Data excerpts:

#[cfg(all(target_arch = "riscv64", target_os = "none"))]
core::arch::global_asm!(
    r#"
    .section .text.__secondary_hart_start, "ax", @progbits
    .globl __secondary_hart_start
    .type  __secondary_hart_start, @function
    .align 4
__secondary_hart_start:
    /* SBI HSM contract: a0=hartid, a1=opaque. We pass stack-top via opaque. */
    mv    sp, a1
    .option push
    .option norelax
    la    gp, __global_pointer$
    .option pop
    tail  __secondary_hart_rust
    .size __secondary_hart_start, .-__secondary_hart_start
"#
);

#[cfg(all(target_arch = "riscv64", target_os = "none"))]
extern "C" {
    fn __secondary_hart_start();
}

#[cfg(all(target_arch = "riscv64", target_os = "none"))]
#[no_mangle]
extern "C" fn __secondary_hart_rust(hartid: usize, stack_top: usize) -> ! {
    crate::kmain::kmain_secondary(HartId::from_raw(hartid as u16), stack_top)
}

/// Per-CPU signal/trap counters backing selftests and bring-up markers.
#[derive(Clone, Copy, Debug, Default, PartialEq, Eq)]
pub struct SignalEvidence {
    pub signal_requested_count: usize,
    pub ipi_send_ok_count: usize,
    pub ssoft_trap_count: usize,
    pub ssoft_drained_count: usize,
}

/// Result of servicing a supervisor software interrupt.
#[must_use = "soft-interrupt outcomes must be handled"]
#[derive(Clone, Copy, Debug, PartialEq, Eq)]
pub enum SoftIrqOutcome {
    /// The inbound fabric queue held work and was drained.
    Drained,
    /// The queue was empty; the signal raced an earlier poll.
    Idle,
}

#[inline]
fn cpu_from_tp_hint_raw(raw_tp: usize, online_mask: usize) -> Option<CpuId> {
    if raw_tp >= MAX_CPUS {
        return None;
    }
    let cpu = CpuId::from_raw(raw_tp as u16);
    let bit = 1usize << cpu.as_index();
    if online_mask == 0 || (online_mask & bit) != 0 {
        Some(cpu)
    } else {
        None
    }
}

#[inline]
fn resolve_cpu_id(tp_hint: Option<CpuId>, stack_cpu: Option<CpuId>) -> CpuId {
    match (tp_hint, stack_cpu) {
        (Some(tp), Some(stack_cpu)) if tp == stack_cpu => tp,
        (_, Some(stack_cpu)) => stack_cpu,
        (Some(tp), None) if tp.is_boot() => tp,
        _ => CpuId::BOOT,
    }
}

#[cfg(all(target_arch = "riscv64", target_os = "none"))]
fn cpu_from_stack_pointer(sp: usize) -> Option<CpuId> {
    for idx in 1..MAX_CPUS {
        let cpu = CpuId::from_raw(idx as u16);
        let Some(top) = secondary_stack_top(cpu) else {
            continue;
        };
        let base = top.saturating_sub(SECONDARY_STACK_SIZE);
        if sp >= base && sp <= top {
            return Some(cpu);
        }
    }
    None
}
--
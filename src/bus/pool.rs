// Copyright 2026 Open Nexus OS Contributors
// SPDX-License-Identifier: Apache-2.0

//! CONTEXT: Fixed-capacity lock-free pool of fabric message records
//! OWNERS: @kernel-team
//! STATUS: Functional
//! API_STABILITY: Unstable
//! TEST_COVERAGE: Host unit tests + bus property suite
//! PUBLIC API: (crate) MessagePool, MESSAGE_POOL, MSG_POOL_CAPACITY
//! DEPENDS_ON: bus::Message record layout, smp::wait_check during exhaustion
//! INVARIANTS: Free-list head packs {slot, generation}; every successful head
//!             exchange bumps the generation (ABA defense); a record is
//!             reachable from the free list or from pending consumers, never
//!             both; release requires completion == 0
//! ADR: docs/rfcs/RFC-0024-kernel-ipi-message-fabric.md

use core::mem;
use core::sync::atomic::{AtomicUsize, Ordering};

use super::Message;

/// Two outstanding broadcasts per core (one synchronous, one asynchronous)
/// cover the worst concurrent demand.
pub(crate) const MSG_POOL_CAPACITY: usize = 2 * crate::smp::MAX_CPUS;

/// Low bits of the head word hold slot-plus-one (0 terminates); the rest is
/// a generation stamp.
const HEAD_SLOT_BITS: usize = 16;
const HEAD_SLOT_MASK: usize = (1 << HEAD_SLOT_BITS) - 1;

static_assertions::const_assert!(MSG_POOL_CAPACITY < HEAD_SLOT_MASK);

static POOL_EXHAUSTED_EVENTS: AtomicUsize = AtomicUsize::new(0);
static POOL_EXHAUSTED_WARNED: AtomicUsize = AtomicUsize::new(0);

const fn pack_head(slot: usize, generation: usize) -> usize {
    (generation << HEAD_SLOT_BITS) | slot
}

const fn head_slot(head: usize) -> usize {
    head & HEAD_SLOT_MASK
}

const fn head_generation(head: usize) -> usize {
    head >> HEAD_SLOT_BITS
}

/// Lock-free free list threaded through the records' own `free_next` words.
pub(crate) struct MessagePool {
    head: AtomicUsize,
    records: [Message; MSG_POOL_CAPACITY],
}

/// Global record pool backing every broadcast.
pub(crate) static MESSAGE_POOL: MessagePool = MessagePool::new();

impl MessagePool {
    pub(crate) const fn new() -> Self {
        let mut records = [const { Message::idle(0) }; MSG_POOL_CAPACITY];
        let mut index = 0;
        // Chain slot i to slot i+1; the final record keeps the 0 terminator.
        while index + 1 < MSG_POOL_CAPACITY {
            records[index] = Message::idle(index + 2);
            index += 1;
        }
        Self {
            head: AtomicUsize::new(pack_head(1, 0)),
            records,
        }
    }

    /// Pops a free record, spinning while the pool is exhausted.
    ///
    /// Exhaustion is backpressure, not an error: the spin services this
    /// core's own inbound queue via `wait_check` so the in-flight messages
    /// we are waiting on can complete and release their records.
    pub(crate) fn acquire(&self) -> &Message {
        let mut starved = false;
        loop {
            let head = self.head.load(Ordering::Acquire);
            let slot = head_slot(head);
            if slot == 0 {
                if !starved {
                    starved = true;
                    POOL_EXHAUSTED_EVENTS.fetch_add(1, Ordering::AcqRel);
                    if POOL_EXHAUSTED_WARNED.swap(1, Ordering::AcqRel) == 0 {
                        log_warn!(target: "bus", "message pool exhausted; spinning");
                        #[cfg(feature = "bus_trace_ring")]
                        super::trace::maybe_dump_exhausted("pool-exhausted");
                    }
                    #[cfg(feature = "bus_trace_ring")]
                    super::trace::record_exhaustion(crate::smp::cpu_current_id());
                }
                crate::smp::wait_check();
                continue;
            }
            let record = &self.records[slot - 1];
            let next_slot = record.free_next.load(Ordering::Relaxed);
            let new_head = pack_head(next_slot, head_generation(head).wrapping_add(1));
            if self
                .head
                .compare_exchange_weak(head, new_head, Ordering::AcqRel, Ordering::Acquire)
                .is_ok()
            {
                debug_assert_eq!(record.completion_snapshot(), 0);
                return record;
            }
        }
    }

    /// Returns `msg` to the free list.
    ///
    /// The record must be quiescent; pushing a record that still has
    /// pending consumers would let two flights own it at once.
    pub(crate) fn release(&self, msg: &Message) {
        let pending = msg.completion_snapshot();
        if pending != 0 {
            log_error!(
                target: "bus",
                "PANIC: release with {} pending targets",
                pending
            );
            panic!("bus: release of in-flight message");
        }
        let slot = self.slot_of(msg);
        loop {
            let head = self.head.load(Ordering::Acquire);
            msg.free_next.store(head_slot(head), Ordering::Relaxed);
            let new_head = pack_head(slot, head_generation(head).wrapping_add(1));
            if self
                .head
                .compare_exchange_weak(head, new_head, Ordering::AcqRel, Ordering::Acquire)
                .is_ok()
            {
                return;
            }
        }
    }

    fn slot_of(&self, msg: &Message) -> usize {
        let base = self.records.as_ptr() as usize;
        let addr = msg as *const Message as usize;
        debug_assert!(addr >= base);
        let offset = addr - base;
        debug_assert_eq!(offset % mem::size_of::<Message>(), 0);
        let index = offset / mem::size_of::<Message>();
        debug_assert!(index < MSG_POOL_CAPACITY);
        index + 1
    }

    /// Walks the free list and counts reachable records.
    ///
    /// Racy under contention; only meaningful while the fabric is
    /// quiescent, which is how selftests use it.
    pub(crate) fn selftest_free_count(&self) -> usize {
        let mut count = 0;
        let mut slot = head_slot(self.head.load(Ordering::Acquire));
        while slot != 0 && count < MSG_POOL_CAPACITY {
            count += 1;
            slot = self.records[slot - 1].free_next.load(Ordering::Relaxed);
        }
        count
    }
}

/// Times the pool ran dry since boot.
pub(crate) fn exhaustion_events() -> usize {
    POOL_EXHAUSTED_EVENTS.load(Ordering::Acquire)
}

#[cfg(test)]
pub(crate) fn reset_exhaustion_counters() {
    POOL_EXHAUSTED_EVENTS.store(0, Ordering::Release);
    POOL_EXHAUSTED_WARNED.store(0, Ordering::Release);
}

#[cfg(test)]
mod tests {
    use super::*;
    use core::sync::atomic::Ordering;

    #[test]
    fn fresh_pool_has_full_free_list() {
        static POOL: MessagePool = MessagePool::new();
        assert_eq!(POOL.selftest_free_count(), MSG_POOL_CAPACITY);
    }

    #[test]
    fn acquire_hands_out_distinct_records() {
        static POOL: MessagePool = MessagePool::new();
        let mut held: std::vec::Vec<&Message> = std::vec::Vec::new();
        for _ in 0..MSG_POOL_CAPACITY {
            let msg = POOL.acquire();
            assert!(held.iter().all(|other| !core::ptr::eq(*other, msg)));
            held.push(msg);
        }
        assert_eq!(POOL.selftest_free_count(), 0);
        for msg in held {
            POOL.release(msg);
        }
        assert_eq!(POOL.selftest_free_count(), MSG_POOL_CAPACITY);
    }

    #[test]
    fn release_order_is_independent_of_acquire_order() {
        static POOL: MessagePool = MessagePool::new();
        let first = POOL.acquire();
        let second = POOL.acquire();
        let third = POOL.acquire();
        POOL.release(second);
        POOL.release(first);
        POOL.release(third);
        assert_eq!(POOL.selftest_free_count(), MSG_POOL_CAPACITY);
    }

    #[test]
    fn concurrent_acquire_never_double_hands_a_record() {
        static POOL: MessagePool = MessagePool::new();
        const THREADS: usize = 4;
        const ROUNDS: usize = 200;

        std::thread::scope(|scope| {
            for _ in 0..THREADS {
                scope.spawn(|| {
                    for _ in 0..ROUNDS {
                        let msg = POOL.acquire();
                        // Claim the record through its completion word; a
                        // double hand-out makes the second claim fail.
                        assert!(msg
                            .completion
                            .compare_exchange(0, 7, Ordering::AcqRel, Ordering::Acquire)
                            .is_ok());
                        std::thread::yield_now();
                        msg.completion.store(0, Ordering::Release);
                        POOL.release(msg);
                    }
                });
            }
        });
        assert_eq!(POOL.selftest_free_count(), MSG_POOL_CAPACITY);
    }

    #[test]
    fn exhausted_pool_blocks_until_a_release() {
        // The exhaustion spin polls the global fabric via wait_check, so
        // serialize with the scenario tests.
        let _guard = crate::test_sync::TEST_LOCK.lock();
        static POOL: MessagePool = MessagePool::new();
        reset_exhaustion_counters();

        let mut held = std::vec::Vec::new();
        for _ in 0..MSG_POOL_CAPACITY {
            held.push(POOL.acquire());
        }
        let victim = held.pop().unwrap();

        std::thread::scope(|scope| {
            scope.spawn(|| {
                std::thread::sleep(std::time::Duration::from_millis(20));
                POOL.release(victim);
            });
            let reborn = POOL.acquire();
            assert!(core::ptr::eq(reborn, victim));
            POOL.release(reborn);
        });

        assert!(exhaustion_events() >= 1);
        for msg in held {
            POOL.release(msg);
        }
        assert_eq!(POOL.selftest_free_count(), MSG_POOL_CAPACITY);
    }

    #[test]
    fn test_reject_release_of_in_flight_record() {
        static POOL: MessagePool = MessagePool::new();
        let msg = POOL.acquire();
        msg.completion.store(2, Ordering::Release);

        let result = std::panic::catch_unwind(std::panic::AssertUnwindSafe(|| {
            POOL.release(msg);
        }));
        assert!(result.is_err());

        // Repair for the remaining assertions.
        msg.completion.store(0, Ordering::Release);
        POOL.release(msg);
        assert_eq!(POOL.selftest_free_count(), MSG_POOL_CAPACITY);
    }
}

→ Goal of the exercise
Copy exactly the stretch of data above from the line with "smp::wait_check during exhaustion" through the line with "use core::mem;", and omit all other lines.

→ Solution to the problem
//! DEPENDS_ON: bus::Message record layout, smp::wait_check during exhaustion
//! INVARIANTS: Free-list head packs {slot, generation}; every successful head
//!             exchange bumps the generation (ABA defense); a record is
//!             reachable from the free list or from pending consumers, never
//!             both; release requires completion == 0
//! ADR: docs/rfcs/RFC-0024-kernel-ipi-message-fabric.md

use core::mem;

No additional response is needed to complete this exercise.